Pedro Lira also agreed[36] that with these criticisms of Ciccarelli. In the mid-19th century, the Chilean aristocrat possessed little artistic knowledge inherited from the “Precursors of Chilean painting". The complicated nature of his teaching, his over-ambitious neoclassical pretensions, and his lack of flexibility earned him criticism from several of his students, but it also created a new appetite for neoclassical painting in Chile.

Students of Ciccarrelli (1849-1869)[edit]

The outdated neoclassical style developed by Ciccarelli and imposed on his students is manifested in themes which had never been seen before in Chilean painting, like mythology, ancient history and the Classics. Some of his students resisted his teachings, the most prominent being Pedro Lira and Antonio Smith, who, independent of their studies at the academy, developed their own style and gained great recognition. The following are some of the most noteworthy of Ciccarelli’s students:

"Rio Cachapoal" (Cachapoal River), by Antonio Smith. Smith, disappointed with Ciccarelli’s academic rigidity, decided to form his own art workshop to teach landscape painting. Outstanding Chilean artists like Valenzuela Puelma, Lira, Orrego Luco and Pedro León Carmona studied simultaneously with Smith and Ciccarelli, demonstrating that the Academy was not the only place able to teach art in Chile.
  • Pedro Lira:[37] Considered the natural leader of the academy by the book Chilean Painting, 200 years by Ricardo Bindis. Lira is the first and best-known of the four great masters of Chilean painting. Historians like Romera consider him part of the "mid-century generation."
  • Antonio Smith:[38] Romantic painter, creator of the national landscape school and the first Chilean cartoonist. Also worked on the Correo literario (Literature Mail magazine).[39] One of the harshest critics of Ciccarelli.
  • Manuel Antonio Caro:[40] Painter of historical customs and traditions and part of the “precursors of Chilean painting” group. Painter of The Abdication of O'Higgins and Zamacueca.
  • Pascual Ortega:[41] Painted religious and folkloric themes. Similar in style to Ciccarelli.
  • Onofre Jarpa:[42] Romantic painter, landscape painter and diplomat.
  • Cosme San Martín:[43] outstanding artist; would become the first Chilean director of the Chilean Academy.
  • Abraham Zañartu:[44] Generre painter and portraitist.
  • Miguel Campos:[45] Outstanding student of the Academy with a distinguished career as an illustrator in Paris.

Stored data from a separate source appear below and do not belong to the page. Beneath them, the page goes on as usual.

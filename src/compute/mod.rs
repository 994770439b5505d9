//! Compute module - Flow networks, their evaluation and evolution.

mod linalg;
mod mutation;
mod network;
pub mod numeric;
mod pattern;
mod robustness;
pub mod solver;
mod topology;
mod wiring;

pub mod evolution;

pub use linalg::*;
pub use mutation::*;
pub use network::*;
pub use pattern::*;
pub use robustness::*;
pub use topology::*;
pub use wiring::*;
//! Ideal output patterns.
//!
//! A pattern is a `nodes_out x nodes_in` matrix. Column `j` is the share of
//! the unit flow injected at input `j` that should arrive at each output
//! node, so every column sums to one.

use std::cmp::Ordering;
use std::collections::BTreeSet;

use ndarray::Array2;
use rand::prelude::*;

use crate::compute::numeric::fcmp;
use crate::schema::{Parameters, PatternInit};

/// Dense `nodes_out x nodes_in` flow distribution.
pub type Pattern = Array2<f64>;

/// Upper limit on resampling for the bounded complexity scheme.
pub const MAX_COMPLEXITY_ATTEMPTS: u32 = 1_000_000;

/// Errors from pattern initialisation.
#[derive(Debug, Clone, PartialEq, thiserror::Error)]
pub enum PatternError {
    #[error(
        "No pattern with complexity in [{lower}, {upper}] found after {attempts} attempts"
    )]
    ComplexityExhausted { lower: f64, upper: f64, attempts: u32 },
}

/// Build the ideal pattern selected by `scheme`.
pub fn init_pattern(
    scheme: PatternInit,
    params: &Parameters,
    rng: &mut StdRng,
) -> Result<Pattern, PatternError> {
    let nodes_out = params.nodes_out as usize;
    let nodes_in = params.nodes_in as usize;
    let k = params.activated_k as usize;

    let pattern = match scheme {
        PatternInit::Random => random_pattern(nodes_out, nodes_in, k, rng),
        PatternInit::Complexity => bounded_complexity_pattern(
            nodes_out,
            nodes_in,
            k,
            params.lower_bound,
            params.upper_bound,
            rng,
        )?,
        PatternInit::HighComplexity => {
            dominant_pattern(nodes_out, nodes_in, k, params.error_threshold, true)
        }
        PatternInit::LowComplexity => {
            dominant_pattern(nodes_out, nodes_in, k, params.error_threshold, false)
        }
        PatternInit::EqualComplexity => equal_pattern(nodes_out, nodes_in, k, false),
        PatternInit::EqualSpread => equal_pattern(nodes_out, nodes_in, k, true),
    };
    Ok(pattern)
}

/// Sum over all column pairs `i < j` of their dot products.
///
/// Zero when no two inputs share an output node, large when every input
/// targets the same outputs.
pub fn complexity(pattern: &Pattern) -> f64 {
    let cols = pattern.ncols();
    let mut total = 0.0;
    for i in 0..cols {
        for j in (i + 1)..cols {
            total += pattern.column(i).dot(&pattern.column(j));
        }
    }
    total
}

/// `k` distinct random rows per column with random weights normalised to one.
pub fn random_pattern(nodes_out: usize, nodes_in: usize, k: usize, rng: &mut StdRng) -> Pattern {
    let mut pattern = Pattern::zeros((nodes_out, nodes_in));
    for col in 0..nodes_in {
        let values: Vec<f64> = (0..k).map(|_| rng.r#gen::<f64>()).collect();
        let sum: f64 = values.iter().sum();

        let mut rows = BTreeSet::new();
        while rows.len() < k {
            rows.insert(rng.gen_range(0..nodes_out));
        }

        for (row, value) in rows.into_iter().zip(values) {
            pattern[[row, col]] = value / sum;
        }
    }
    pattern
}

fn bounded_complexity_pattern(
    nodes_out: usize,
    nodes_in: usize,
    k: usize,
    lower: f64,
    upper: f64,
    rng: &mut StdRng,
) -> Result<Pattern, PatternError> {
    for _ in 0..MAX_COMPLEXITY_ATTEMPTS {
        let pattern = random_pattern(nodes_out, nodes_in, k, rng);
        let c = complexity(&pattern);
        if fcmp(c, upper) != Ordering::Greater && fcmp(c, lower) != Ordering::Less {
            return Ok(pattern);
        }
    }
    Err(PatternError::ComplexityExhausted {
        lower,
        upper,
        attempts: MAX_COMPLEXITY_ATTEMPTS,
    })
}

/// One dominant weight plus `k - 1` weights of `sqrt(2 * error_threshold)`.
///
/// `spread` shifts the row window by one per column, otherwise every column
/// uses rows `0..k`.
fn dominant_pattern(
    nodes_out: usize,
    nodes_in: usize,
    k: usize,
    error_threshold: f64,
    spread: bool,
) -> Pattern {
    let epsilon = (2.0 * error_threshold).sqrt();
    let mut values = vec![epsilon; k];
    values[0] = 1.0 - (k as f64 - 1.0) * epsilon;
    fill_window(nodes_out, nodes_in, &values, spread)
}

fn equal_pattern(nodes_out: usize, nodes_in: usize, k: usize, spread: bool) -> Pattern {
    let values = vec![1.0 / k as f64; k];
    fill_window(nodes_out, nodes_in, &values, spread)
}

fn fill_window(nodes_out: usize, nodes_in: usize, values: &[f64], spread: bool) -> Pattern {
    let mut pattern = Pattern::zeros((nodes_out, nodes_in));
    for col in 0..nodes_in {
        for (i, &value) in values.iter().enumerate() {
            let row = if spread { (i + col) % nodes_out } else { i };
            pattern[[row, col]] = value;
        }
    }
    pattern
}

#[cfg(test)]
mod tests {
    use super::*;
    use proptest::prelude::*;

    fn params(nodes_in: u16, nodes_out: u16, k: u16) -> Parameters {
        Parameters {
            nodes_in,
            nodes_out,
            activated_k: k,
            ..Default::default()
        }
    }

    fn assert_columns_sum_to_one(pattern: &Pattern) {
        for col in pattern.columns() {
            assert!((col.sum() - 1.0).abs() < 1e-9, "column sum {}", col.sum());
        }
    }

    #[test]
    fn test_random_pattern_support() {
        let mut rng = StdRng::seed_from_u64(3);
        let pattern = random_pattern(8, 8, 4, &mut rng);
        assert_eq!(pattern.dim(), (8, 8));
        for col in pattern.columns() {
            assert_eq!(col.iter().filter(|&&v| v > 0.0).count(), 4);
        }
        assert_columns_sum_to_one(&pattern);
    }

    #[test]
    fn test_every_scheme_normalised() {
        let p = params(6, 5, 3);
        let mut rng = StdRng::seed_from_u64(11);
        for scheme in [
            PatternInit::Random,
            PatternInit::HighComplexity,
            PatternInit::LowComplexity,
            PatternInit::EqualComplexity,
            PatternInit::EqualSpread,
        ] {
            let pattern = init_pattern(scheme, &p, &mut rng).unwrap();
            assert_eq!(pattern.dim(), (5, 6));
            assert_columns_sum_to_one(&pattern);
        }
    }

    #[test]
    fn test_equal_spread_layout() {
        let pattern = equal_pattern(3, 3, 2, true);
        // column 2 wraps around to rows 2 and 0
        assert_eq!(pattern[[2, 2]], 0.5);
        assert_eq!(pattern[[0, 2]], 0.5);
        assert_eq!(pattern[[1, 2]], 0.0);
    }

    #[test]
    fn test_complexity_ordering() {
        let low = dominant_pattern(8, 8, 4, 0.007, false);
        let high = dominant_pattern(8, 8, 4, 0.007, true);
        assert!(complexity(&low) > complexity(&high));

        // identical columns with one active row: every pair contributes 1
        let same = equal_pattern(4, 3, 1, false);
        assert!((complexity(&same) - 3.0).abs() < 1e-12);
    }

    #[test]
    fn test_bounded_complexity() {
        let mut p = params(4, 4, 2);
        p.pattern_init = PatternInit::Complexity;
        p.lower_bound = 0.0;
        p.upper_bound = 10.0;
        let mut rng = StdRng::seed_from_u64(5);
        let pattern = init_pattern(PatternInit::Complexity, &p, &mut rng).unwrap();
        let c = complexity(&pattern);
        assert!((0.0..=10.0).contains(&c));
    }

    #[test]
    fn test_unreachable_complexity_bounds() {
        let mut rng = StdRng::seed_from_u64(5);
        // Two inputs, one output: the only pattern has complexity exactly 1.
        let err = bounded_complexity_pattern(1, 2, 1, 5.0, 6.0, &mut rng).unwrap_err();
        assert!(matches!(err, PatternError::ComplexityExhausted { .. }));
    }

    proptest! {
        #[test]
        fn prop_random_columns_sum_to_one(
            nodes_out in 1usize..12,
            nodes_in in 1usize..12,
            k_frac in 0.0f64..1.0,
            seed in any::<u64>(),
        ) {
            let k = 1 + ((nodes_out - 1) as f64 * k_frac) as usize;
            let mut rng = StdRng::seed_from_u64(seed);
            let pattern = random_pattern(nodes_out, nodes_in, k, &mut rng);
            for col in pattern.columns() {
                prop_assert!((col.sum() - 1.0).abs() < 1e-9);
                prop_assert!(col.iter().all(|&v| (0.0..=1.0).contains(&v)));
            }
        }
    }
}
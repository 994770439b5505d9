//! Flow computation.
//!
//! A unit of flow injected at an input node is split evenly over the node's
//! outgoing links, every middle node passes on everything it receives, and
//! output nodes absorb. The steady state `x` for input `n` solves `M x = e_n`
//! with `M = I - W`, where `W[i, s]` is the share of node `s`'s flow sent to
//! node `i`. The output slice of `x` is column `n` of the output pattern.

use ndarray::{Array1, Array2, s};
use rand::prelude::*;

use crate::compute::{LuDecomposition, Pattern, SolveError, Topology};
use crate::schema::Layout;

/// Output value written to every cell when the system is singular.
pub const RECOVERY_SENTINEL: f64 = 2.0;

/// System matrix for an unweighted topology.
///
/// Rows are filled from the last input node on, so flow an edge list routes
/// into that input is passed on.
pub fn build_system(topology: &Topology, layout: Layout) -> Array2<f64> {
    let total = layout.total();
    let out_degree: Vec<usize> = (0..total).map(|n| topology.out_degree(n)).collect();

    let mut system = Array2::eye(total);
    for tar in layout.nodes_in.saturating_sub(1)..total {
        for src in topology.in_neighbors(tar) {
            system[[tar, src]] = -1.0 / out_degree[src] as f64;
        }
    }
    system
}

/// System matrix with every legal link weighted by noise.
///
/// Present links get weight `1 - level * U`, absent links `level * U`, so a
/// noise level of zero reproduces [`build_system`]. Weights leaving a node are
/// normalised by their sum.
pub fn build_noisy_system(
    topology: &Topology,
    layout: Layout,
    noise_level: f64,
    rng: &mut StdRng,
) -> Array2<f64> {
    let total = layout.total();
    let mut weights = Array2::<f64>::zeros((total, total));
    for src in 0..layout.end_middle() {
        for tar in layout.nodes_in..total {
            if !layout.regards_structure(src, tar) {
                continue;
            }
            let u = rng.r#gen::<f64>();
            weights[[tar, src]] = if topology.has_edge(src, tar) {
                1.0 - noise_level * u
            } else {
                noise_level * u
            };
        }
    }

    let outflow: Array1<f64> = weights.sum_axis(ndarray::Axis(0));
    let mut system = Array2::eye(total);
    for ((tar, src), &w) in weights.indexed_iter() {
        if w != 0.0 {
            system[[tar, src]] = -w / outflow[src];
        }
    }
    system
}

/// Solve the system once per input node and gather the output pattern.
///
/// Returns [`SolveError::Singular`] when a pivot vanishes; the caller decides
/// how to recover.
pub fn solve_output(system: Array2<f64>, layout: Layout) -> Result<Pattern, SolveError> {
    let lu = LuDecomposition::new(system)?;
    let mut output = Pattern::zeros((layout.nodes_out, layout.nodes_in));
    for n in 0..layout.nodes_in {
        let x = lu.solve_unit(n)?;
        output
            .column_mut(n)
            .assign(&x.slice(s![layout.end_middle()..]));
    }
    Ok(output)
}

/// Like [`solve_output`], but a singular system yields the sentinel output.
///
/// The flag is `true` when the sentinel was used.
pub fn solve_or_recover(system: Array2<f64>, layout: Layout) -> Result<(Pattern, bool), SolveError> {
    match solve_output(system, layout) {
        Ok(output) => Ok((output, false)),
        Err(err) if err.is_singular() => {
            log::debug!("{}, recovering with sentinel output", err);
            Ok((sentinel_output(layout), true))
        }
        Err(err) => Err(err),
    }
}

/// Output pattern with every entry set to [`RECOVERY_SENTINEL`].
pub fn sentinel_output(layout: Layout) -> Pattern {
    Pattern::from_elem((layout.nodes_out, layout.nodes_in), RECOVERY_SENTINEL)
}

/// Squared deviation between `ideal` and `output`, halved and averaged over inputs.
pub fn flow_error(ideal: &Pattern, output: &Pattern) -> f64 {
    let sum: f64 = ideal
        .iter()
        .zip(output.iter())
        .map(|(a, b)| (a - b).powi(2))
        .sum();
    sum / (2.0 * ideal.ncols() as f64)
}

#[cfg(test)]
mod tests {
    use super::*;
    use crate::compute::EdgeList;
    use ndarray::array;

    /// 2 inputs, 2 middle, 2 outputs. Input 0 feeds both middles, input 1
    /// feeds middle 3, middle 2 feeds output 4, middle 3 splits over both.
    fn diamond() -> (Topology, Layout) {
        let layout = Layout::new(2, 2, 2);
        let topology =
            Topology::from_edges(layout.total(), [(0, 2), (0, 3), (1, 3), (2, 4), (3, 4), (3, 5)]);
        (topology, layout)
    }

    #[test]
    fn test_build_system() {
        let (topology, layout) = diamond();
        let m = build_system(&topology, layout);
        assert_eq!(m[[2, 0]], -0.5);
        assert_eq!(m[[3, 1]], -1.0);
        assert_eq!(m[[5, 3]], -0.5);
        assert_eq!(m[[0, 0]], 1.0);
        assert_eq!(m.diag().sum(), 6.0);
    }

    #[test]
    fn test_solve_output_diamond() {
        let (topology, layout) = diamond();
        let output = solve_output(build_system(&topology, layout), layout).unwrap();
        let expected = array![[0.75, 0.5], [0.25, 0.5]];
        for (a, b) in output.iter().zip(expected.iter()) {
            assert!((a - b).abs() < 1e-12);
        }
        // all flow reaches the outputs
        for col in output.columns() {
            assert!((col.sum() - 1.0).abs() < 1e-12);
        }
    }

    #[test]
    fn test_flow_into_last_input_is_passed_on() {
        // 0 -> 1 is input to input; 1 is the last input
        let layout = Layout::new(2, 1, 1);
        let edges = EdgeList::parse("0 1\n1 2\n0 2\n2 3\n", layout).unwrap();
        let topology = edges.to_topology(layout);
        assert!(topology.has_edge(0, 1));

        let system = build_system(&topology, layout);
        assert_eq!(system[[1, 0]], -0.5);

        let output = solve_output(system, layout).unwrap();
        assert!((output[[0, 0]] - 1.0).abs() < 1e-12);
        assert!((output[[0, 1]] - 1.0).abs() < 1e-12);
        assert_eq!(flow_error(&array![[1.0, 1.0]], &output), 0.0);
    }

    #[test]
    fn test_zero_noise_matches_plain_system() {
        let (topology, layout) = diamond();
        let mut rng = StdRng::seed_from_u64(8);
        let noisy = build_noisy_system(&topology, layout, 0.0, &mut rng);
        let plain = build_system(&topology, layout);
        for (a, b) in noisy.iter().zip(plain.iter()) {
            assert!((a - b).abs() < 1e-12);
        }
    }

    #[test]
    fn test_noisy_columns_normalised() {
        let (topology, layout) = diamond();
        let mut rng = StdRng::seed_from_u64(8);
        let noisy = build_noisy_system(&topology, layout, 0.3, &mut rng);
        let output = solve_output(noisy, layout).unwrap();
        for col in output.columns() {
            assert!((col.sum() - 1.0).abs() < 1e-9);
        }
    }

    #[test]
    fn test_singular_cycle() {
        let layout = Layout::new(1, 2, 1);
        // 1 <-> 2 closed cycle reached from the input, nothing leaves it
        let topology = Topology::from_edges(layout.total(), [(0, 1), (1, 2), (2, 1)]);
        let err = solve_output(build_system(&topology, layout), layout).unwrap_err();
        assert!(err.is_singular());

        let (output, recovered) =
            solve_or_recover(build_system(&topology, layout), layout).unwrap();
        assert!(recovered);
        assert!(output.iter().all(|&v| v == RECOVERY_SENTINEL));
    }

    #[test]
    fn test_flow_error() {
        let ideal = array![[1.0, 0.0], [0.0, 1.0]];
        assert_eq!(flow_error(&ideal, &ideal), 0.0);
        let output = array![[0.0, 0.0], [0.0, 0.0]];
        assert_eq!(flow_error(&ideal, &output), 0.5);
        let sentinel = sentinel_output(Layout::new(2, 1, 2));
        assert_eq!(flow_error(&ideal, &sentinel), (1.0 + 4.0 + 4.0 + 1.0) / 4.0);
    }
}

In 1859, under the direction of Ciccarelli, the Academy became the School of Fine Arts at the University of Chile, merging with the architecture and sculpture classes already on offer there. During the same year, a new government decree reorganised and divided the sculpture course into two different sections, statues and monuments. In 1869, after 20 years, the Italian finally left his position, leaving the door open for the German Ernesto Kirchbach. Kirchbach imposed a very strict academic teaching style and a new style for his pupils - romanticism.

Legacy[edit]

During this period, everything that had given Chilean art its identity before the establishment of the Academy - pre-Columbian art; the educational and socially unifying efforts of colonial art; and the eclecticism of the period of the travelling artists - was lost.

The academy, and therefore painting and sculpture, became a privilege for the upper classes, with pictures that could only be understood by having already seen the work of the European masters.

For historians, this meant that while the early years of the academy saw the first effort made in Chile to improve the quality of the arts, they were also a springboard for several independent artists who tired of academic dogmatism and started to look elsewhere for new styles, techniques and inspiration.

The Academy left a legacy of students who awoke in society an intellectual interest in Chilean art, with groups like "The 13 Generation" and "The Great Chilean Masters" formed mostly by Academy students. Many of the works produced at the academy are now in the hands of private collectors, but are also displayed in Chilean museums and public spaces throughout the country.

The Great Chilean Masters[edit]

El Niño Dormido (The Sleeping Child) by Juan Francisco González
Coquetería (Coquetry) by Alfredo Valenzuela Puelma

The art historian Antonio Romera highlights the four most prominent and important painters in the development of Chilean art in the late 19th and early 20th centuries:

First generation students of the Academy, the four refined their artistic technique in France and took on the role of ‘master’ for other art students. At some point they all moved away from the academy in order to adopt new trends. Despite having deep aesthetic and stylistic differences, they were contemporaries of one another and would have known each other.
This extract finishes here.